Il ne faut jamais oublier ce passé glorieux et turbulent quand on voit les Suisses d’aujourd’hui, si calmes et pacifiques, si soucieux de modération dans leurs jugements, et de neutralité dans leur politique. La Suisse ayant choisi et décidé, au xvi e siècle, de rester un petit pays, il en résulte que les grandes entreprises et les grands tempéraments n’y trouvent plus de place : elle les exporte. Quand un Suisse veut construire un gratte-ciel, il propose ses services aux Nations unies , comme Le Corbusier. Quand il veut bâtir le plus grand pont du monde, le Washington Bridge, il ne trouve une rivière assez large qu’aux États-Unis, comme l’ingénieur Amann. Quand il veut proposer un système ou jouer un rôle politique, il s’adresse à la France, comme Rousseau, comme Benjamin Constant. Pendant deux siècles après la Réforme, la Suisse a exporté les cerveaux brûlés de son patriciat : ils recrutaient un régiment et allaient faire la guerre dans toute l’Europe pour le compte des rois de France, de Naples, d’Espagne, de Prusse. Mais presque tous rentraient finir leurs jours dans leur patrie. Ils rapportaient de leurs campagnes des grades et des titres ronflants, généraux, maréchaux de France, barons du Saint-Empire, comtes et marquis. Et c’est ainsi que la plus vieille démocratie du monde, et certainement la plus égalitaire dans son esprit et dans ses mœurs, se trouve être en même temps l’un des pays où les traditions aristocratiques sont le plus jalousement gardées. Les grandes maisons de pierres gris-vert du patriciat bernois, aux frontons armoriés, aux fenêtres ornées de géraniums, renferment et dissimulent aux yeux de l’étranger des chefs-d’œuvre de luxe ancestral, lourds meubles de style patinés, tapisseries, collections de porcelaine de Chine dites de la Compagnie des Indes, tiroirs pleins d’argenterie massive.

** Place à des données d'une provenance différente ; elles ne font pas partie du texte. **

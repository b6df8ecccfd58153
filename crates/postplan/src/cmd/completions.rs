//! Shell completion generation.

use clap::{CommandFactory, ValueEnum};
use clap_complete::Shell;
use std::io;

/// Shells completions can be generated for.
#[derive(Debug, Clone, Copy, ValueEnum)]
pub enum ShellType {
    /// Bourne Again `SHell`
    Bash,
    /// Z `SHell`
    Zsh,
    /// Friendly Interactive `SHell`
    Fish,
    /// `PowerShell`
    #[value(name = "powershell")]
    PowerShell,
    /// Elvish shell
    Elvish,
}

impl From<ShellType> for Shell {
    fn from(shell: ShellType) -> Self {
        match shell {
            ShellType::Bash => Self::Bash,
            ShellType::Zsh => Self::Zsh,
            ShellType::Fish => Self::Fish,
            ShellType::PowerShell => Self::PowerShell,
            ShellType::Elvish => Self::Elvish,
        }
    }
}

/// Write completions for the command `C` to stdout.
pub fn generate_completions<C: CommandFactory>(shell: ShellType, bin_name: &str) {
    let mut cmd = C::command();
    clap_complete::generate(Shell::from(shell), &mut cmd, bin_name, &mut io::stdout());
}
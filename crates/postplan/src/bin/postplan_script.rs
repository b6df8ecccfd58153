//! postplan-script - Replay the posting plan into a GUI scripting file.

fn main() -> std::process::ExitCode {
    postplan::cmd::script_cmd::main()
}
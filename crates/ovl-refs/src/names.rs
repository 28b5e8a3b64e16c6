//! Branch name validation following git-style conventions.
//!
//! Valid branch names:
//! - Must be non-empty
//! - Must not contain whitespace, control characters, `~`, `^`, `:`, `?`, `*`, `[`, `\`
//! - Must not contain `..` (double dot) or `@{`
//! - Must not start or end with `.` or `/`
//! - Must not end with `.lock`
//! - Components between slashes must be non-empty and not start with `.`
//!
//! Branch names become paths under `refs/heads/`, so these rules also keep
//! them from escaping the ref directory.

use crate::error::{RefError, Result};

/// Characters that are forbidden anywhere in a branch name.
const FORBIDDEN_CHARS: &[char] = &[' ', '\t', '\n', '\r', '~', '^', ':', '?', '*', '[', '\\'];

fn invalid(name: &str, reason: impl Into<String>) -> RefError {
    RefError::InvalidBranchName {
        name: name.to_string(),
        reason: reason.into(),
    }
}

/// Validate a branch name, returning `Ok(())` if valid.
///
/// # Examples
///
/// ```
/// use ovl_refs::names::validate_branch_name;
///
/// assert!(validate_branch_name("isolated_changes").is_ok());
/// assert!(validate_branch_name("feature/auth").is_ok());
/// assert!(validate_branch_name("").is_err());
/// assert!(validate_branch_name("bad..name").is_err());
/// ```
pub fn validate_branch_name(name: &str) -> Result<()> {
    if name.is_empty() {
        return Err(invalid(name, "branch name must not be empty"));
    }

    for ch in FORBIDDEN_CHARS {
        if name.contains(*ch) {
            return Err(invalid(name, format!("contains forbidden character: {ch:?}")));
        }
    }

    if name.chars().any(char::is_control) {
        return Err(invalid(name, "contains control character"));
    }

    if name.contains("..") {
        return Err(invalid(name, "must not contain '..'"));
    }

    if name.contains("@{") {
        return Err(invalid(name, "must not contain '@{'"));
    }

    if name.starts_with('.') || name.ends_with('.') {
        return Err(invalid(name, "must not start or end with '.'"));
    }

    if name.starts_with('/') || name.ends_with('/') {
        return Err(invalid(name, "must not start or end with '/'"));
    }

    if name.ends_with(".lock") {
        return Err(invalid(name, "must not end with '.lock'"));
    }

    for component in name.split('/') {
        if component.is_empty() {
            return Err(invalid(name, "path components must not be empty"));
        }
        if component.starts_with('.') {
            return Err(invalid(
                name,
                format!("component must not start with '.': {component:?}"),
            ));
        }
    }

    Ok(())
}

Personne n’est plus conservateur au sens littéral que les Suisses, personne n’est plus ennemi du waste. Conserver tout l’acquis est une nécessité vitale dans un pays pauvre en matières premières et qui ne vit que de son habileté à mettre en œuvre ce qui lui vient d’ailleurs. Mais ce trait de caractère national résulte aussi du fait que la Suisse, presque seule sur le continent, n’a pas subi de révolutions violentes depuis sa formation au xiii e siècle : ainsi le passé s’y continue et survit tout mêlé au présent. Cette continuité peut se lire facilement dans l’architecture d’une ville comme Berne. Vous passez par une série de transitions insensibles du centre de la ville, médiéval et renaissant, des rues bordées d’hôtels aristocratiques de style français du xviii e, puis à des quartiers bourgeois et officiels du xix e, puis à des faubourgs aérés, de plus en plus modernes, habités par les fonctionnaires fédéraux et les ouvriers, qui exigent leur baignoire « encastrée », le téléphone, la radio et un jardin. Sur cet ensemble harmonieux et divers, illustrant six siècles de tradition vivante, règne une municipalité socialiste.

Bâle ou la culture

Si Berne est un carrefour d’influences françaises, germaniques et italiennes, fondues dans une tradition militaire et politique, Bâle est au contraire une cité toute bourgeoise, intellectuelle et germanique. Il semble que l’esprit des villes universitaires et romantiques de l’Allemagne ancienne y ait trouvé son dernier refuge. C’est ici qu’enseignèrent Érasme, puis Euler, le fondateur des mathématiques modernes, puis Jacob Burckhardt, le grand historien de la Renaissance, et son jeune disciple Nietzsche. Aujourd’hui, les deux Karl dont s’honore la Suisse, Barth le théologien et Jaspers l’existentialiste, y enseignent côte à côte, cependant que dans les laboratoires des grandes usines de produits chimiques, les inventions les plus inquiétantes se multiplient par centaines, l’une des plus connues étant le DDT. Tout cela se passe en silence, dans le cadre le plus cossu, le plus bourgeois qu’on puisse imaginer. Ici, les grandes familles ne comptent pas combien de généraux ou de hauts dignitaires de la République figurent parmi leurs ancêtres, mais combien de professeurs célèbres.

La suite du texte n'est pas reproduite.